Catching sleep is no problem for me. I’ve been blessed with a wonderful 2nd period schedule this year and the last. I don’t pull all-nighters very often. I can’t even pretend that IB or anything else I do is demanding enough to make me lose sleep. Ha, I even have time to write on RogerHub.  But I still have sleep-related problems. I’m many-fold more productive and responsible after midnight, when I have the house all to myself. That’s when I do English essays that require deep thinking and concentrate harder on my work. Tumblr and Reddit have come to a standstill1, and most of the daytime distractions disappear. I wish I could get up early each morning and go take walks in the sunrise, but that’s not what’s going through my mind when the most annoying alarm sound in the world rings at 6:45. I thought about napping in the afternoon, so I would be generally more alert in the early morning and the late night. But in the afternoon, I want to go outside to skate and saw branches and climb trees and water the plants. There’s an internet cult around addressing the problem that too much time is dedicated to sleep.

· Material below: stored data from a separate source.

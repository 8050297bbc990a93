//! Semantic threat-model types.
//!
//! This module contains the normalized representation of a threat-model
//! document after decoding and validation. The raw document encodes an
//! entity's name and label as a single ad hoc key/value pair; that encoding
//! is resolved at the document boundary and never re-derived here — entities
//! and origins are ordinary records with explicit `name` and `label` fields.
//!
//! # Pipeline Position
//!
//! ```text
//! YAML Source
//!     ↓ external parser (serde_yaml)
//! Value Tree
//!     ↓ decode + validate (rampart-doc)
//! Threat Model (these types)
//!     ↓ graph derivation
//! Flow Nodes / Flow Edges
//!     ↓ layout
//! Positioned Diagram
//! ```

use std::fmt;

use serde::Serialize;

use crate::identifier::Id;

/// The document section an entity was declared in.
///
/// The category drives the node's visual styling and nothing else; it never
/// changes graph topology.
#[derive(Debug, Clone, Copy, PartialEq, Eq, Hash, Serialize)]
#[serde(rename_all = "lowercase")]
pub enum Category {
    /// An environmental precondition the model takes as given.
    Fact,
    /// A hostile step the model defends against.
    Attack,
    /// A countermeasure; may carry an `implemented` marker.
    Mitigation,
    /// An attacker objective the tree converges on.
    Goal,
    /// A trust boundary crossed by the modeled system.
    Boundary,
}

impl Category {
    /// Returns the lowercase section name used in documents and exports.
    pub fn as_str(self) -> &'static str {
        match self {
            Category::Fact => "fact",
            Category::Attack => "attack",
            Category::Mitigation => "mitigation",
            Category::Goal => "goal",
            Category::Boundary => "boundary",
        }
    }

    /// All categories in document order.
    pub fn all() -> [Category; 5] {
        [
            Category::Fact,
            Category::Attack,
            Category::Mitigation,
            Category::Goal,
            Category::Boundary,
        ]
    }
}

impl fmt::Display for Category {
    fn fmt(&self, f: &mut fmt::Formatter<'_>) -> fmt::Result {
        write!(f, "{}", self.as_str())
    }
}

/// A reference from a destination entity back to one of its causes.
///
/// The raw document allows two encodings: a bare name string (an undecorated
/// forward edge) and a mapping carrying an optional label and an optional
/// `backwards` flag. Both normalize to this record.
#[derive(Debug, Clone, PartialEq)]
pub struct Origin {
    /// Name of the referenced entity.
    pub name: Id,
    /// Optional edge label.
    pub label: Option<String>,
    /// Reverses the visual arrow direction while keeping the document's
    /// destination-owns-the-reference relationship.
    pub backwards: bool,
}

impl Origin {
    /// An undecorated origin, as written with a bare name string.
    pub fn bare(name: &str) -> Self {
        Self {
            name: Id::new(name),
            label: None,
            backwards: false,
        }
    }

    /// A structured origin with an optional label and direction flag.
    pub fn new(name: &str, label: Option<String>, backwards: bool) -> Self {
        Self {
            name: Id::new(name),
            label,
            backwards,
        }
    }
}

/// A named point in the threat model.
#[derive(Debug, Clone, PartialEq)]
pub struct Entity {
    /// Unique name within the whole document.
    pub name: Id,
    /// Optional human-readable label; the name stands in when absent.
    pub label: Option<String>,
    /// Section the entity was declared in.
    pub category: Category,
    /// Deployment state, meaningful only for mitigations. Carried as data;
    /// the graph builder never consults it.
    pub implemented: Option<bool>,
    /// References to the entities that causally lead into this one,
    /// in document order.
    pub origins: Vec<Origin>,
}

impl Entity {
    /// Creates an entity with no origins.
    pub fn new(name: &str, label: Option<String>, category: Category) -> Self {
        Self {
            name: Id::new(name),
            label,
            category,
            implemented: None,
            origins: Vec::new(),
        }
    }

    /// The label shown on the entity's node: the explicit label when present,
    /// the name otherwise.
    pub fn display_label(&self) -> String {
        self.label.clone().unwrap_or_else(|| self.name.to_string())
    }
}

/// A fully decoded and validated threat-model document.
///
/// Entity names are unique across all five collections combined; the decoder
/// enforces this before a `ThreatModel` is ever constructed.
#[derive(Debug, Clone, Default, PartialEq)]
pub struct ThreatModel {
    /// Document title; empty when the author omitted it.
    pub title: String,
    /// Environmental preconditions.
    pub facts: Vec<Entity>,
    /// Hostile steps.
    pub attacks: Vec<Entity>,
    /// Countermeasures.
    pub mitigations: Vec<Entity>,
    /// Attacker objectives.
    pub goals: Vec<Entity>,
    /// Trust boundaries.
    pub boundaries: Vec<Entity>,
}

impl ThreatModel {
    /// Iterates every entity in document order: facts, attacks, mitigations,
    /// goals, boundaries, each section in declaration order.
    ///
    /// The order carries no meaning but is deterministic, so repeated graph
    /// builds from the same document are structurally identical.
    pub fn entities(&self) -> impl Iterator<Item = &Entity> {
        self.facts
            .iter()
            .chain(&self.attacks)
            .chain(&self.mitigations)
            .chain(&self.goals)
            .chain(&self.boundaries)
    }

    /// Total entity count across all sections.
    pub fn len(&self) -> usize {
        self.facts.len()
            + self.attacks.len()
            + self.mitigations.len()
            + self.goals.len()
            + self.boundaries.len()
    }

    /// Returns `true` when the document declares no entities at all.
    pub fn is_empty(&self) -> bool {
        self.len() == 0
    }
}

#[cfg(test)]
mod tests {
    use super::*;

    #[test]
    fn test_display_label_falls_back_to_name() {
        let unlabeled = Entity::new("tls", None, Category::Mitigation);
        assert_eq!(unlabeled.display_label(), "tls");

        let labeled = Entity::new(
            "tls",
            Some("TLS everywhere".to_string()),
            Category::Mitigation,
        );
        assert_eq!(labeled.display_label(), "TLS everywhere");
    }

    #[test]
    fn test_entities_iterate_in_document_order() {
        let mut model = ThreatModel {
            title: "demo".to_string(),
            ..Default::default()
        };
        model.goals.push(Entity::new("g", None, Category::Goal));
        model.facts.push(Entity::new("f", None, Category::Fact));
        model.attacks.push(Entity::new("a", None, Category::Attack));

        let names: Vec<String> = model.entities().map(|e| e.name.to_string()).collect();
        assert_eq!(names, vec!["f", "a", "g"]);
        assert_eq!(model.len(), 3);
        assert!(!model.is_empty());
    }

    #[test]
    fn test_bare_origin_is_forward_and_unlabeled() {
        let origin = Origin::bare("weak-password");
        assert!(!origin.backwards);
        assert!(origin.label.is_none());
    }
}
//! Node and edge shapes exchanged with the rendering surface.
//!
//! These are plain data records: the rendering widget owns them after
//! mounting, reports measured sizes back through them, and receives final
//! positions through them. They are serializable so a positioned diagram can
//! be exported for any external renderer.

use serde::Serialize;

use crate::{
    geometry::{Point, Size},
    identifier::Id,
    model::{Category, Entity},
};

/// Internal identity of an edge.
///
/// Display ids are a rendering convenience and may collide when two origins
/// produce the same (source, target) pair; this key cannot, because it
/// carries the index of the origin that produced the edge.
#[derive(Debug, Clone, Copy, PartialEq, Eq, Hash)]
pub struct EdgeKey {
    /// Visual source after direction resolution.
    pub source: Id,
    /// Visual target after direction resolution.
    pub target: Id,
    /// Index of the producing origin in the destination's `from` list.
    pub origin: usize,
}

/// A visual node, derived 1:1 from an [`Entity`].
#[derive(Debug, Clone, PartialEq, Serialize)]
pub struct FlowNode {
    /// Node id, equal to the entity name.
    pub id: Id,
    /// Display label.
    pub label: String,
    /// Category driving color and style.
    pub category: Category,
    /// Deployment marker carried through from mitigation entities.
    #[serde(skip_serializing_if = "Option::is_none")]
    pub implemented: Option<bool>,
    /// Top-left anchored position; zero until the orchestrator commits a
    /// layout.
    pub position: Point,
    /// Rendered size, reported asynchronously by the widget after first
    /// paint. `None` until then.
    #[serde(skip_serializing_if = "Option::is_none")]
    pub size: Option<Size>,
    /// Explicit layout-size override. Takes precedence over the measured
    /// size when the layout engine sizes this node's vertex.
    #[serde(skip)]
    pub layout_hint: Option<Size>,
}

impl FlowNode {
    /// Creates an unmeasured node at the origin.
    pub fn new(id: Id, label: impl Into<String>, category: Category) -> Self {
        Self {
            id,
            label: label.into(),
            category,
            implemented: None,
            position: Point::default(),
            size: None,
            layout_hint: None,
        }
    }

    /// Returns `true` once the rendering widget has reported a usable size.
    pub fn is_measured(&self) -> bool {
        self.size.is_some_and(Size::is_measured)
    }
}

impl From<&Entity> for FlowNode {
    fn from(entity: &Entity) -> Self {
        Self {
            id: entity.name,
            label: entity.display_label(),
            category: entity.category,
            implemented: entity.implemented,
            position: Point::default(),
            size: None,
            layout_hint: None,
        }
    }
}

/// A visual edge, derived from one (destination, origin) pair.
#[derive(Debug, Clone, PartialEq, Serialize)]
pub struct FlowEdge {
    /// Display id, `"source-target"` after direction resolution. Not
    /// guaranteed unique; see [`EdgeKey`].
    pub id: String,
    /// Visual source node id.
    pub source: Id,
    /// Visual target node id.
    pub target: Id,
    /// Optional label from a structured origin.
    #[serde(skip_serializing_if = "Option::is_none")]
    pub label: Option<String>,
    /// Index of the producing origin in the destination's `from` list.
    pub origin: usize,
}

impl FlowEdge {
    /// The edge's internal identity.
    pub fn key(&self) -> EdgeKey {
        EdgeKey {
            source: self.source,
            target: self.target,
            origin: self.origin,
        }
    }
}
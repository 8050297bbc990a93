//! Configuration file loading for the CLI
//!
//! This module handles finding and loading TOML configuration files
//! from various locations (explicit path, local directory, system directory).

use std::{
    fs,
    path::{Path, PathBuf},
};

use directories::ProjectDirs;
use log::{debug, info};
use thiserror::Error;

use rampart::{RampartError, config::AppConfig};

/// Configuration-related errors for CLI
#[derive(Debug, Error)]
pub enum ConfigError {
    #[error("Failed to parse TOML configuration: {0}")]
    Parse(String),

    #[error("Missing configuration file: {0}")]
    MissingFile(PathBuf),
}

impl From<ConfigError> for RampartError {
    fn from(err: ConfigError) -> Self {
        RampartError::Io(std::io::Error::other(err.to_string()))
    }
}

/// Find and load configuration from various locations
///
/// Search order:
/// 1. Explicit path if provided
/// 2. Local project directory (rampart/config.toml)
/// 3. Platform-specific config directory
/// 4. Default config if none found
///
/// # Errors
///
/// Returns error if:
/// - Explicit path is provided but file doesn't exist
/// - Config file exists but cannot be parsed
pub fn load_config(explicit_path: Option<impl AsRef<Path>>) -> Result<AppConfig, RampartError> {
    // 1. Try the explicitly provided path first if available
    if let Some(path) = explicit_path {
        let path = path.as_ref();
        info!(path = path.display().to_string(); "Loading configuration from explicit path");
        return load_config_file(path);
    }

    // 2. Try the local project directory
    let local_config = Path::new("rampart/config.toml");
    if local_config.exists() {
        info!(path = local_config.display().to_string(); "Loading configuration from local path");
        return load_config_file(local_config);
    }

    // 3. Try the platform-specific config directory
    if let Some(proj_dirs) = ProjectDirs::from("com", "rampart", "rampart") {
        let config_dir = proj_dirs.config_dir();
        let system_config = config_dir.join("config.toml");

        if system_config.exists() {
            info!(path = system_config.display().to_string(); "Loading configuration from system path");
            return load_config_file(system_config);
        }

        debug!(path = system_config.display().to_string(); "System configuration file not found");
    } else {
        debug!("Could not determine platform-specific config directory");
    }

    // 4. If no config is found, return default config
    debug!("No configuration file found, using default configuration");
    Ok(AppConfig::default())
}

/// Load configuration from a TOML file
///
/// # Errors
///
/// Returns error if:
/// - File doesn't exist
/// - File cannot be read
/// - TOML parsing fails
fn load_config_file(path: impl AsRef<Path>) -> Result<AppConfig, RampartError> {
    let path = path.as_ref();

    if !path.exists() {
        return Err(ConfigError::MissingFile(path.to_path_buf()).into());
    }

    let content = fs::read_to_string(path)?;

    let config: AppConfig =
        toml::from_str(&content).map_err(|e| ConfigError::Parse(e.to_string()))?;

    Ok(config)
}

#[cfg(test)]
mod tests {
    use std::io::Write;

    use super::*;

    #[test]
    fn test_explicit_missing_path_errors() {
        let result = load_config(Some("definitely/not/here.toml"));
        assert!(result.is_err());
    }

    #[test]
    fn test_explicit_config_overrides_defaults() {
        let mut file = tempfile::NamedTempFile::new().unwrap();
        writeln!(
            file,
            "[layout]\ndirection = \"down\"\nroot = \"goal\"\n\n[style]\nattack = \"#cc0000\"\n"
        )
        .unwrap();

        let config = load_config(Some(file.path())).unwrap();
        assert_eq!(config.layout().root(), Some("goal"));
    }

    #[test]
    fn test_invalid_toml_is_a_parse_error() {
        let mut file = tempfile::NamedTempFile::new().unwrap();
        writeln!(file, "layout = not valid toml").unwrap();

        let result = load_config(Some(file.path()));
        assert!(result.is_err());
    }
}
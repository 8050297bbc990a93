//! Error types for Rampart operations.
//!
//! This module provides the main error type [`RampartError`] which wraps the
//! error conditions that can occur while deriving and laying out a diagram.

use std::io;

use thiserror::Error;

use rampart_doc::error::DocError;

use crate::{export::ExportError, graph::GraphError, layout::LayoutError};

/// The main error type for Rampart operations.
///
/// The `Document` variant carries the offending source alongside the
/// diagnostics so callers can render rich reports.
#[derive(Debug, Error)]
pub enum RampartError {
    #[error("I/O error: {0}")]
    Io(#[from] io::Error),

    #[error("{err}")]
    Document { err: DocError, src: String },

    #[error("Graph error: {0}")]
    Graph(#[from] GraphError),

    #[error("Layout error: {0}")]
    Layout(#[from] LayoutError),

    #[error("Export error: {0}")]
    Export(#[from] ExportError),
}

impl RampartError {
    /// Create a new `Document` error with the associated source text.
    pub fn new_document_error(err: DocError, src: impl Into<String>) -> Self {
        Self::Document {
            err,
            src: src.into(),
        }
    }
}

Polyphasic sleeping is typically a picture of a 24-hour clock with spokes of different sizes. You’ve seen it before. It’s naturally fascinating to me, and everybody else—that it’s possible to reduce the time spent sleeping by strategic planning of naps. I never really took it seriously, until recently. Typically, you would take quick power naps in order to supplement the nighttime sleeping period, because those power naps were more time-effective than the sleep cycles of a monophasic night-only sleep. But I kept reading and reading about it. Even the most conservative form, biphasic sleeping with one power nap directly opposite of the main sleeping period, was a bit concerning. I don’t know whether it’s beneficial or detrimental that I’m somewhat more knowledgeable about how we sleep. But I’ve considered it, and decided that it wasn’t worth the planning2. This was the most interesting thing I’ve learned about all week. Go read into it. It’s just fascinating. It’s not really slowing time. But maybe, the idea of being awake for longer periods than most people, it’s really like you’re making your days longer.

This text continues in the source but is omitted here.